Here are 5 ways we can help robots and people work together (WEforum)
For most people today, robots and smart systems are servants that work in the background, vacuuming carpets or turning lights on and off. Researchers and companies are exploring lots of avenues for improving how robots and artificial intelligence systems work – and technical advances are important. A few basic concepts from the deep body of scholarly research into human teamwork can help develop and manage these new relationships.
- Different jobs
Teams are necessarily groups of people with separate, though interdependent, roles and responsibilities. A surgical team, for instance, might include a nurse, a surgeon and an anesthesiologist. Similarly, members of a human-robot team should be assembled to take on different elements of a complex task. Robots should do things they are best at, or that people don’t want to do – like lifting heavy items, testing chemicals and crunching data. That frees up people to do what they’re best at – like adapting to changing situations and coming up with creative solutions to problems.
- Mutual backup
Effective teams’ members know that everyone has a different role – but are available to support each other when necessary. The disastrously fatal response to Hurricane Katrina in 2005 was partly the result of confusion and lack of coordination among government agencies and other groups like the Red Cross
- Common understanding
Effective teams share knowledge about the team goals and the current situation and this facilitates their interactions – even when direct communication is not possible.

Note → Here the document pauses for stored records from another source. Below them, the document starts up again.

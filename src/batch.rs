//! Renders every item of a catalog and writes one chart file per item.

use std::path::{Path, PathBuf};
use std::sync::atomic::{AtomicUsize, Ordering};

use rayon::prelude::*;
use tracing::{info, warn};

use crate::catalog::Catalog;
use crate::error::ItemError;
use crate::io::{ExportFormat, output_path, save_chart};
use crate::plot::PlotStyle;

/// Where and how charts are written.
#[derive(Debug, Clone)]
pub struct BatchOptions {
    pub dir: PathBuf,
    pub prefix: String,
    pub format: ExportFormat,
    pub style: PlotStyle,
}

/// Outcome of one item.
#[derive(Debug)]
pub struct ItemOutcome {
    pub item: String,
    /// File written, or why nothing was.
    pub result: Result<PathBuf, ItemError>,
}

/// Summary of a batch run, items in catalog order.
#[derive(Debug)]
pub struct BatchReport {
    pub outcomes: Vec<ItemOutcome>,
}

impl BatchReport {
    /// Number of charts written.
    pub fn rendered(&self) -> usize {
        self.outcomes.iter().filter(|o| o.result.is_ok()).count()
    }

    /// Items that failed, with their errors.
    pub fn failures(&self) -> impl Iterator<Item = (&str, &ItemError)> {
        self.outcomes
            .iter()
            .filter_map(|o| o.result.as_ref().err().map(|e| (o.item.as_str(), e)))
    }
}

/// Renders and saves every item in parallel.
///
/// The network is only read, so workers share it. A failing item is logged
/// as a warning and recorded in the report; the rest of the batch goes on.
pub fn render_all(catalog: &Catalog, options: &BatchOptions) -> BatchReport {
    let total = catalog.len();
    let done = AtomicUsize::new(0);

    let outcomes: Vec<ItemOutcome> = catalog
        .items()
        .par_iter()
        .map(|item| {
            let result = render_one(catalog, &item.name, options);
            let n = done.fetch_add(1, Ordering::Relaxed) + 1;
            match &result {
                Ok(path) => info!(
                    path = %path.display(),
                    "fig {n}/{total} - {} - {:.1}%",
                    item.name,
                    n as f64 * 100.0 / total as f64
                ),
                Err(e) => warn!(item = %item.name, error = %e, "chart skipped"),
            }
            ItemOutcome {
                item: item.name.clone(),
                result,
            }
        })
        .collect();

    let report = BatchReport { outcomes };
    info!(rendered = report.rendered(), failed = total - report.rendered(), "batch finished");
    report
}

/// Renders and saves a single item, returning the file written.
pub fn render_one(catalog: &Catalog, name: &str, options: &BatchOptions) -> Result<PathBuf, ItemError> {
    let chart = catalog.compose(name, &options.style)?;
    let path = output_path(&options.dir, &options.prefix, name, options.format);
    save_chart(&chart, &path, options.format)?;
    Ok(path)
}

impl BatchOptions {
    /// Options writing into `dir` with the default prefix and style.
    pub fn in_dir(dir: &Path) -> Self {
        Self {
            dir: dir.to_path_buf(),
            prefix: "current-time_characteristic".to_string(),
            format: ExportFormat::Csv,
            style: PlotStyle::default(),
        }
    }
}
//! End-to-end rendering of the built-in three-level feeder.

mod common;

use tcc_plot::color::{PALETTE, lighten};
use tcc_plot::network::reference::ReferenceNetwork;
use tcc_plot::plot::{LineStyle, PlotStyle, SeriesKind, compose};

#[test]
fn load_chart_has_every_curve_on_the_path() {
    let r = ReferenceNetwork::build();
    let chart = compose(&r.network, r.load, &PlotStyle::default()).expect("load renders");

    assert_eq!(chart.count(SeriesKind::Ampacity), 3);
    assert_eq!(chart.count(SeriesKind::RatedCurrent), 3);
    assert_eq!(chart.count(SeriesKind::Fuse), 2);
    assert_eq!(chart.count(SeriesKind::Thermal), 3);
    assert_eq!(chart.series.len(), 11);
}

#[test]
fn conductors_cycle_palette_and_protections_follow_their_cable() {
    let r = ReferenceNetwork::build();
    let chart = compose(&r.network, r.load, &PlotStyle::default()).expect("load renders");

    let rated: Vec<_> = chart.series_of(SeriesKind::RatedCurrent).map(|s| s.color).collect();
    assert_eq!(rated, PALETTE[..3]);
    let ampacity: Vec<_> = chart.series_of(SeriesKind::Ampacity).map(|s| s.color).collect();
    assert_eq!(ampacity, PALETTE[..3].iter().map(|&c| lighten(c, 0.5)).collect::<Vec<_>>());

    let thermal: Vec<_> = chart.series_of(SeriesKind::Thermal).map(|s| s.color).collect();
    assert_eq!(thermal, PALETTE[..3].iter().map(|&c| lighten(c, 0.75)).collect::<Vec<_>>());
    let fuses: Vec<_> = chart.series_of(SeriesKind::Fuse).map(|s| s.color).collect();
    assert_eq!(fuses, PALETTE[..2].iter().map(|&c| lighten(c, 0.75)).collect::<Vec<_>>());
}

#[test]
fn series_are_drawn_source_end_first() {
    let r = ReferenceNetwork::build();
    let chart = compose(&r.network, r.load, &PlotStyle::default()).expect("load renders");
    let labels: Vec<&str> = chart.series.iter().map(|s| s.label.as_str()).collect();
    assert_eq!(
        labels,
        [
            "NH 80   80A",
            "Sica 63   63A",
            "C-TS5   70mm²",
            "I_n=25.53A",
            "NH 40   40A",
            "Sica 32   32A",
            "C-TSS8   10mm²",
            "I_n=15.64A",
            "Sica 16   16A",
            "C-CAS   2.5mm²",
            "I_n=9.17A",
        ]
    );
    let styles: Vec<LineStyle> = chart.series.iter().take(4).map(|s| s.style).collect();
    assert_eq!(
        styles,
        [LineStyle::DashDot, LineStyle::Dashed, LineStyle::Solid, LineStyle::Dotted]
    );
}

#[test]
fn intermediate_bus_sees_only_upstream_curves() {
    let r = ReferenceNetwork::build();
    let chart = compose(&r.network, r.buses[1], &PlotStyle::default()).expect("bus renders");
    assert_eq!(chart.series.len(), 4);
    assert_eq!(chart.title, "Curves for TSS8");

    let top = compose(&r.network, r.buses[0], &PlotStyle::default()).expect("bus renders");
    assert!(top.series.is_empty());
}

#[test]
fn rendering_is_deterministic() {
    let catalog = common::reference_catalog();
    let a = catalog.compose("Load", &PlotStyle::default()).expect("renders");
    let b = catalog.compose("Load", &PlotStyle::default()).expect("renders");
    assert_eq!(a, b);
}

#[test]
fn ampacity_curves_and_markers_share_the_time_axis() {
    let style = PlotStyle {
        protection_lighten: 0.2,
        conductor_lighten: 0.9,
    };
    let r = ReferenceNetwork::build();
    let chart = compose(&r.network, r.load, &style).expect("renders");
    let axis = (chart.y_axis.min, chart.y_axis.max);
    assert_eq!(axis, (1e-3, 1e6));

    for s in chart.series_of(SeriesKind::Ampacity) {
        let first = s.points.first().map(|p| p.time_s).expect("sampled");
        let last = s.points.last().map(|p| p.time_s).expect("sampled");
        assert!((first - axis.0).abs() <= 1e-12, "{} starts at {first}", s.label);
        assert!((last - axis.1).abs() <= 1e-6 * axis.1, "{} ends at {last}", s.label);
        assert!(s.points.iter().all(|p| p.time_s >= axis.0 * (1.0 - 1e-9)));
        assert!(s.points.iter().all(|p| p.time_s <= axis.1 * (1.0 + 1e-9)));
    }
    for s in chart.series_of(SeriesKind::RatedCurrent) {
        let times: Vec<f64> = s.points.iter().map(|p| p.time_s).collect();
        assert_eq!(times, [axis.0, axis.1]);
    }
}
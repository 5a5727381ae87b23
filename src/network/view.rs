use std::fmt::Write;

use super::{Network, NodeId};

impl Network {
    /// Draws the bus/load skeleton around `id` as indented text.
    ///
    /// The first line names the topmost node (`==grid`), then the buses and
    /// loads above `id` are listed root-first, then every bus and load in the
    /// subtree of `id`. Protections and conductors are skipped; they only
    /// link items together.
    ///
    /// ```text
    /// ==grid
    ///     ┣━ TS5
    ///     ┃   ┣━ TSS8
    /// ```
    pub fn render_tree(&self, id: NodeId) -> String {
        let mut out = String::new();
        let top = self.ancestors(id).last().unwrap_or(id);
        let _ = writeln!(out, "=={}", self.node(top).name());

        let mut above: Vec<NodeId> = self
            .ancestors(id)
            .skip(1)
            .filter(|&a| self.node(a).kind().is_item())
            .collect();
        above.reverse();
        for (level, &a) in above.iter().enumerate() {
            push_line(&mut out, level, self.node(a).name());
        }

        let mut stack = vec![(id, above.len())];
        while let Some((current, level)) = stack.pop() {
            let node = self.node(current);
            let next_level = if node.kind().is_item() {
                push_line(&mut out, level, node.name());
                level + 1
            } else {
                level
            };
            for &child in node.children().iter().rev() {
                stack.push((child, next_level));
            }
        }
        out
    }
}

fn push_line(out: &mut String, level: usize, name: &str) {
    let _ = writeln!(out, "    {}┣━ {name}", "┃   ".repeat(level));
}

#[cfg(test)]
mod tests {
    use crate::network::reference::ReferenceNetwork;

    #[test]
    fn whole_tree_from_root() {
        let r = ReferenceNetwork::build();
        let text = r.network.render_tree(r.network.root());
        let expected = "==grid\n\
                        \x20   ┣━ TS5\n\
                        \x20   ┃   ┣━ TSS8\n\
                        \x20   ┃   ┃   ┣━ CAS 5.12\n\
                        \x20   ┃   ┃   ┃   ┣━ Load\n";
        assert_eq!(text, expected);
    }

    #[test]
    fn subtree_keeps_ancestor_indentation() {
        let r = ReferenceNetwork::build();
        let text = r.network.render_tree(r.buses[1]);
        let lines: Vec<&str> = text.lines().collect();
        assert_eq!(lines[0], "==grid");
        assert_eq!(lines[1], "    ┣━ TS5");
        assert_eq!(lines[2], "    ┃   ┣━ TSS8");
        assert_eq!(lines.len(), 5);
    }
}
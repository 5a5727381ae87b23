//! Command-line entry point: load a network, then list, draw or export charts.

use std::path::PathBuf;
use std::process::ExitCode;

use anyhow::{Context, Result, bail};
use clap::{Parser, Subcommand};
use tracing::{error, info};

use tcc_plot::batch::{BatchOptions, render_all, render_one};
use tcc_plot::catalog::Catalog;
use tcc_plot::config::AppConfig;
use tcc_plot::io::{ExportFormat, load_catalog};

#[derive(Parser)]
#[command(name = "tcc-plot", version, about = "Time-current coordination charts for radial networks")]
struct Cli {
    /// TOML configuration file.
    #[arg(long, global = true)]
    config: Option<PathBuf>,
    /// CSV sheet with one row per bus or load; overrides `input.path`.
    #[arg(long, global = true)]
    input: Option<PathBuf>,
    /// Built-in configuration preset (`default`, `reference`).
    #[arg(long, global = true)]
    preset: Option<String>,
    /// Directory for chart files; overrides `output.dir`.
    #[arg(long, global = true)]
    output_dir: Option<PathBuf>,
    /// Chart file format; overrides `output.format`.
    #[arg(long, global = true, value_parser = parse_format)]
    format: Option<ExportFormat>,
    #[command(subcommand)]
    command: Command,
}

#[derive(Subcommand)]
enum Command {
    /// List buses and loads in input order.
    Items,
    /// Print the bus/load tree, whole or around one item.
    Tree { name: Option<String> },
    /// Render and save the chart of one item.
    Plot { name: String },
    /// Render and save the chart of every item.
    All,
    /// Browse charts in the terminal.
    #[cfg(feature = "tui")]
    Tui,
    /// Serve items, charts and trees over HTTP.
    #[cfg(feature = "api")]
    Serve {
        #[arg(long, default_value_t = 3000)]
        port: u16,
    },
}

fn parse_format(s: &str) -> Result<ExportFormat, String> {
    match s.to_ascii_lowercase().as_str() {
        "csv" => Ok(ExportFormat::Csv),
        "json" => Ok(ExportFormat::Json),
        other => Err(format!("unknown format \"{other}\", expected csv or json")),
    }
}

fn main() -> ExitCode {
    // Respects RUST_LOG; info by default.
    tracing_subscriber::fmt()
        .with_env_filter(
            tracing_subscriber::EnvFilter::try_from_default_env()
                .unwrap_or_else(|_| tracing_subscriber::EnvFilter::new("info")),
        )
        .with_writer(std::io::stderr)
        .init();

    match run(Cli::parse()) {
        Ok(()) => ExitCode::SUCCESS,
        Err(e) => {
            error!("{e:#}");
            ExitCode::FAILURE
        }
    }
}

fn load_config(cli: &Cli) -> Result<AppConfig> {
    let mut cfg = match (&cli.config, &cli.preset) {
        (Some(path), _) => AppConfig::from_toml_file(path)?,
        (None, Some(name)) => AppConfig::from_preset(name)?,
        (None, None) => AppConfig::standard(),
    };
    if cli.config.is_some() {
        if let Some(name) = &cli.preset {
            cfg.input.preset = AppConfig::from_preset(name)?.input.preset;
        }
    }
    if let Some(path) = &cli.input {
        cfg.input.path = Some(path.clone());
        cfg.input.preset = None;
    }
    if let Some(dir) = &cli.output_dir {
        cfg.output.dir = dir.clone();
    }
    if let Some(format) = cli.format {
        cfg.output.format = format;
    }

    let errors = cfg.validate();
    if !errors.is_empty() {
        for e in &errors {
            error!("{e}");
        }
        bail!("{} configuration error(s)", errors.len());
    }
    Ok(cfg)
}

fn batch_options(cfg: &AppConfig) -> BatchOptions {
    BatchOptions {
        dir: cfg.output.dir.clone(),
        prefix: cfg.output.prefix.clone(),
        format: cfg.output.format,
        style: cfg.plot.style(),
    }
}

fn catalog(cfg: &AppConfig) -> Result<Catalog> {
    load_catalog(&cfg.input, &cfg.defaults.build_defaults()).context("loading network")
}

fn run(cli: Cli) -> Result<()> {
    let cfg = load_config(&cli)?;

    match cli.command {
        Command::Items => {
            for item in catalog(&cfg)?.items() {
                let kind = if item.is_load { "load" } else { "bus" };
                let sector = item.sector.as_deref().unwrap_or("-");
                let emergency = if item.emergency { "  emergency" } else { "" };
                println!("{:<24} {kind:<4} {sector}{emergency}", item.name);
            }
        }
        Command::Tree { name } => {
            print!("{}", catalog(&cfg)?.tree(name.as_deref())?);
        }
        Command::Plot { name } => {
            let path = render_one(&catalog(&cfg)?, &name, &batch_options(&cfg))
                .with_context(|| format!("rendering \"{name}\""))?;
            info!(path = %path.display(), "chart written");
        }
        Command::All => {
            let report = render_all(&catalog(&cfg)?, &batch_options(&cfg));
            let failed = report.failures().count();
            if failed > 0 && report.rendered() == 0 {
                bail!("no chart could be rendered ({failed} failures)");
            }
        }
        #[cfg(feature = "tui")]
        Command::Tui => {
            let app = tcc_plot::tui::runtime::App::new(cfg).context("loading network")?;
            tcc_plot::tui::run(app).context("terminal UI failed")?;
        }
        #[cfg(feature = "api")]
        Command::Serve { port } => {
            let state = std::sync::Arc::new(tcc_plot::api::AppState {
                catalog: catalog(&cfg)?,
                style: cfg.plot.style(),
            });
            let addr = std::net::SocketAddr::from(([127, 0, 0, 1], port));
            let rt = tokio::runtime::Runtime::new().context("starting tokio runtime")?;
            rt.block_on(tcc_plot::api::serve(state, addr))
                .with_context(|| format!("serving on {addr}"))?;
        }
    }
    Ok(())
}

- Effective interaction and communication
Team members need to interact; effective teaming depends greatly on the quality of those interactions. In hospital teams for emergency resuscitation of patients, team interaction and communication are crucial. Those teams are often made up of whatever medical personnel are nearest to the patient, and members need to know right away what happened before thepatient’s heart stopped – a life is at stake.
- Mutual trust
Interpersonal trust is important in human teams. If trust breaks down among a team of firefighters, they’ll be less effective and may cost lives – each other’s or members of the public they’re trying to help. The best robot teammates will be trustworthy and reliable – and any breaches in reliability need to be explained.